**Problem requirements**
The word "nothing" turns up on some lines of this data; say how many, and give no other text.

**Records for this task**

'''

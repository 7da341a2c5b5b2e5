//! The command interpreter.
//!
//! A raw line goes through three steps:
//!
//! ```text
//! line ──► lexer::tokenize ──► command::parse ──► dispatch ──► ExecResult
//!                                   │
//!                          `<cmd> | grep <pat>` runs <cmd>, then filters
//! ```
//!
//! Whatever happens, the line and its flattened output are appended to the
//! command log exactly once. That log is the evidence quests are judged on.

mod card;
mod command;
mod dispatch;
mod lexer;
mod result;
mod system;

pub use command::{parse, Command, PackageManager, COMMAND_NAMES};
pub use lexer::{tokenize, Spanned, Token};
pub use result::{ExecResult, Status};
pub use system::{Process, ProcessStatus, SimulatedSystem};

use chrono::{DateTime, TimeDelta, Utc};
use tracing::debug;

use crate::account::AccountManager;
use crate::progression::ProgressionState;
use crate::quests::QuestEngine;
use crate::vfs::VirtualFileSystem;

/// Output of a pipeline that filtered everything away.
pub const NO_MATCHES: &str = "(no matches)";

/// Everything a command may read or change, borrowed for one execution.
pub struct ExecContext<'a> {
    pub vfs: &'a mut VirtualFileSystem,
    pub progression: &'a mut ProgressionState,
    pub quests: &'a QuestEngine,
    pub accounts: &'a AccountManager,
    /// Timestamp for the log entry and anything the command stamps.
    pub now: DateTime<Utc>,
}

/// Session-scoped interpreter state.
#[derive(Debug, Clone)]
pub struct Interpreter {
    system: SimulatedSystem,
    /// Base hint cooldown before upgrades.
    hint_cooldown: TimeDelta,
    last_hint: Option<DateTime<Utc>>,
    /// Index of the next tip `tips` shows.
    tip_cursor: usize,
}

impl Default for Interpreter {
    fn default() -> Self {
        Self::new(TimeDelta::seconds(20))
    }
}

impl Interpreter {
    pub fn new(hint_cooldown: TimeDelta) -> Self {
        Self {
            system: SimulatedSystem::new(),
            hint_cooldown,
            last_hint: None,
            tip_cursor: 0,
        }
    }

    pub fn system(&self) -> &SimulatedSystem {
        &self.system
    }

    /// Execute one input line. Never fails: errors come back as
    /// [`Status::Error`] results.
    pub async fn execute(&mut self, line: &str, ctx: &mut ExecContext<'_>) -> ExecResult {
        let trimmed = line.trim();
        if trimmed.is_empty() {
            return ExecResult::empty();
        }

        let command = parse(trimmed);
        debug!(?command, "dispatch");
        let result = match command {
            Command::Pipeline { left, pattern } => {
                let upstream = self.dispatch(*left, trimmed, ctx).await;
                filter_lines(upstream, &pattern)
            }
            other => self.dispatch(other, trimmed, ctx).await,
        };

        ctx.progression.log_command(trimmed, &result.text(), ctx.now);
        result
    }
}

/// Keep the lines containing `pattern`; the status of the left side stands.
fn filter_lines(result: ExecResult, pattern: &str) -> ExecResult {
    let lines: Vec<String> = result
        .lines
        .into_iter()
        .filter(|l| l.contains(pattern))
        .collect();
    let lines = if lines.is_empty() {
        vec![NO_MATCHES.to_string()]
    } else {
        lines
    };
    ExecResult { lines, ..result }
}

#[cfg(test)]
mod tests {
    use super::*;
    use crate::store::SaveStore;
    use crate::vfs::FileNode;
    use chrono::TimeZone;

    struct Harness {
        interpreter: Interpreter,
        vfs: VirtualFileSystem,
        progression: ProgressionState,
        quests: QuestEngine,
        accounts: AccountManager,
        now: DateTime<Utc>,
    }

    impl Harness {
        fn new() -> Self {
            Self::with_vfs(VirtualFileSystem::new())
        }

        fn with_vfs(vfs: VirtualFileSystem) -> Self {
            let now = Utc.with_ymd_and_hms(2024, 5, 1, 12, 0, 0).single().unwrap();
            Self {
                interpreter: Interpreter::default(),
                vfs,
                progression: ProgressionState::fresh(now),
                quests: QuestEngine::default(),
                accounts: AccountManager::local(SaveStore::in_memory()),
                now,
            }
        }

        async fn run(&mut self, line: &str) -> ExecResult {
            let mut ctx = ExecContext {
                vfs: &mut self.vfs,
                progression: &mut self.progression,
                quests: &self.quests,
                accounts: &self.accounts,
                now: self.now,
            };
            self.interpreter.execute(line, &mut ctx).await
        }

        fn advance(&mut self, seconds: i64) {
            self.now += TimeDelta::seconds(seconds);
        }
    }

    #[tokio::test]
    async fn test_blank_line_is_not_logged() {
        let mut h = Harness::new();
        let result = h.run("   ").await;
        assert!(result.ok());
        assert!(result.lines.is_empty());
        assert!(h.progression.command_log.is_empty());
    }

    #[tokio::test]
    async fn test_every_command_is_logged_once() {
        let mut h = Harness::new();
        h.run("pwd").await;
        h.run("bogus").await;
        h.run("ls | grep notes").await;

        let log: Vec<(&str, &str)> = h
            .progression
            .command_log
            .iter()
            .map(|e| (e.command.as_str(), e.output.as_str()))
            .collect();
        assert_eq!(
            log,
            vec![
                ("pwd", "/home/adventurer"),
                ("bogus", "Unknown command: bogus"),
                ("ls | grep notes", "notes.txt"),
            ]
        );
    }

    #[tokio::test]
    async fn test_unknown_command_is_an_error_result() {
        let mut h = Harness::new();
        let result = h.run("dance wildly").await;
        assert_eq!(result.status, Status::Error);
        assert_eq!(result.lines, vec!["Unknown command: dance"]);
    }

    #[tokio::test]
    async fn test_pipeline_filters_left_output() {
        let root = FileNode::dir()
            .with_child("a.txt", FileNode::file(""))
            .with_child("b.log", FileNode::file(""));
        let mut h = Harness::with_vfs(VirtualFileSystem::with_root(root));

        assert_eq!(h.run("ls | grep txt").await.lines, vec!["a.txt"]);
        assert_eq!(h.run("ls | grep zzz").await.lines, vec![NO_MATCHES]);
    }

    #[tokio::test]
    async fn test_other_pipe_shapes_are_unknown() {
        let mut h = Harness::new();
        let result = h.run("ls | sort").await;
        assert_eq!(result.status, Status::Error);
        assert_eq!(result.lines, vec!["Unknown command: ls | sort"]);
    }

    #[tokio::test]
    async fn test_echo_then_grep() {
        let mut h = Harness::new();
        let echoed = h.run(r#"echo "needle line" > notes.txt"#).await;
        assert_eq!(echoed.lines, vec!["needle line"]);
        assert_eq!(h.run("grep needle notes.txt").await.lines, vec!["needle line"]);
        assert_eq!(h.run("grep hay notes.txt").await.lines, vec![NO_MATCHES]);
    }

    #[tokio::test]
    async fn test_echo_usage_errors() {
        let mut h = Harness::new();
        assert_eq!(
            h.run("echo hello").await.lines,
            vec![r#"Usage: echo "text" > file"#]
        );
        assert_eq!(h.run("echo hello >").await.lines, vec!["Missing target file"]);
        let result = h.run("echo hi > nowhere/file.txt").await;
        assert_eq!(result.status, Status::Error);
        assert_eq!(result.lines, vec!["echo: Path not found"]);
    }

    #[tokio::test]
    async fn test_filesystem_commands() {
        let mut h = Harness::new();
        assert_eq!(h.run("mkdir practice").await.lines, vec!["Created directory practice"]);
        assert_eq!(h.run("mkdir practice").await.lines, vec!["mkdir: Already exists"]);
        assert!(h.run("ls").await.lines.contains(&"practice".to_string()));
        assert_eq!(h.run("cd practice").await.lines, vec!["/home/adventurer/practice"]);
        assert_eq!(h.run("touch a.txt").await.lines, vec!["Created a.txt"]);
        assert_eq!(h.run("touch a.txt").await.lines, vec!["Created a.txt"]);
        assert_eq!(h.run("cat a.txt").await.lines, Vec::<String>::new());
        assert_eq!(h.run("rm a.txt").await.lines, vec!["Removed a.txt"]);
        assert_eq!(h.run("rm a.txt").await.lines, vec!["rm: Not found"]);
        assert_eq!(h.run("cd ..").await.lines, vec!["/home/adventurer"]);
        assert_eq!(h.run("cat forest").await.lines, vec!["cat: Not a file"]);
        assert_eq!(h.run("cd notes.txt").await.lines, vec!["cd: Not a directory"]);
    }

    #[tokio::test]
    async fn test_missing_arguments() {
        let mut h = Harness::new();
        assert_eq!(h.run("touch").await.lines, vec!["Missing filename"]);
        assert_eq!(h.run("mkdir").await.lines, vec!["Missing directory name"]);
        assert_eq!(h.run("rm").await.lines, vec!["Missing target"]);
        assert_eq!(h.run("cat").await.lines, vec!["Usage: cat <file>"]);
        assert_eq!(h.run("grep onlypattern").await.lines, vec!["Usage: grep pattern file"]);
    }

    #[tokio::test]
    async fn test_kill_removes_process() {
        let mut h = Harness::new();
        let killed = h.run("kill 202").await;
        assert!(killed.lines[0].contains("terminated safely"));
        let ps = h.run("ps").await;
        assert!(!ps.text().contains("202"));
        assert!(ps.text().contains("101"));
    }

    #[tokio::test]
    async fn test_history_includes_current_line() {
        let mut h = Harness::new();
        h.run("pwd").await;
        h.run("ls").await;
        let history = h.run("history").await;
        assert_eq!(history.lines, vec!["  1  pwd", "  2  ls", "  3  history"]);
    }

    #[tokio::test]
    async fn test_help_shows_card_until_first_quest() {
        let mut h = Harness::new();
        let help = h.run("help").await;
        assert!(help.lines[0].starts_with('╭'));
        assert!(help.lines.last().unwrap().starts_with("Commands: help"));

        h.progression.mark_complete("plains-help", crate::quests::ZoneId::TerminalPlains, h.now);
        let help = h.run("help").await;
        assert_eq!(help.lines.len(), 1);
    }

    #[tokio::test]
    async fn test_tips_and_banner() {
        let mut h = Harness::new();
        let tips = h.run("tips").await;
        assert!(tips.ok());
        assert!(tips.lines[1].contains("Quick tips"));

        let banner = h.run("banner").await;
        assert!(banner.ok());
        assert_eq!(banner.lines[1], "║  SHELLQUEST AWAKENS  ║");

        let help = h.run("help").await;
        assert!(help.text().contains("help, tutorial, tips, banner, clear"));
    }

    #[tokio::test]
    async fn test_clear_sets_flag() {
        let mut h = Harness::new();
        let result = h.run("clear").await;
        assert!(result.clear);
        assert!(result.lines.is_empty());
    }

    #[tokio::test]
    async fn test_hint_cooldown() {
        let mut h = Harness::new();
        let first = h.run("hint").await;
        assert!(first.lines[0].starts_with("Hint: "));

        h.advance(5);
        assert_eq!(h.run("hint").await.lines, vec!["Hints cooling down. Wait 15s."]);

        h.advance(15);
        assert!(h.run("hint").await.lines[0].starts_with("Hint: "));
    }

    #[tokio::test]
    async fn test_hint_cooldown_reduction() {
        let mut h = Harness::new();
        h.progression.upgrades.hint_cooldown_reduction = 15;
        h.run("hint").await;
        h.advance(5);
        assert!(h.run("hint").await.lines[0].starts_with("Hint: "));
    }

    #[tokio::test]
    async fn test_shop_and_buy() {
        let mut h = Harness::new();
        assert!(h.run("shop").await.text().contains("xp-boost"));

        let broke = h.run("buy xp-boost").await;
        assert_eq!(broke.status, Status::Error);
        assert_eq!(broke.lines, vec!["Not enough coins"]);

        h.progression.player.coins = 30;
        let bought = h.run("buy xp-boost").await;
        assert!(bought.ok());
        assert_eq!(bought.lines, vec!["Purchased XP Booster. Coins left: 0"]);
        assert_eq!(h.run("buy nothing").await.lines, vec!["Upgrade not found"]);
    }

    #[tokio::test]
    async fn test_stats() {
        let mut h = Harness::new();
        let stats = h.run("stats").await;
        assert_eq!(stats.lines[0], "Lvl 1 · XP 0/50 · Coins 0");
    }

    #[tokio::test]
    async fn test_account_commands_render_errors() {
        let mut h = Harness::new();
        assert_eq!(h.run("whoami").await.lines, vec!["guest (not signed in)"]);
        assert_eq!(h.run("logout").await.lines, vec!["Not signed in"]);
        assert_eq!(h.run("signup").await.lines, vec!["Usage: signup <username>"]);

        let created = h.run("signup hero_one").await;
        assert!(created.ok());
        assert_eq!(h.run("whoami").await.lines, vec!["hero_one (local)"]);
        assert_eq!(
            h.run("sync").await.lines,
            vec!["Local profile; nothing to sync."]
        );
    }
}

'''

**Answer space**
2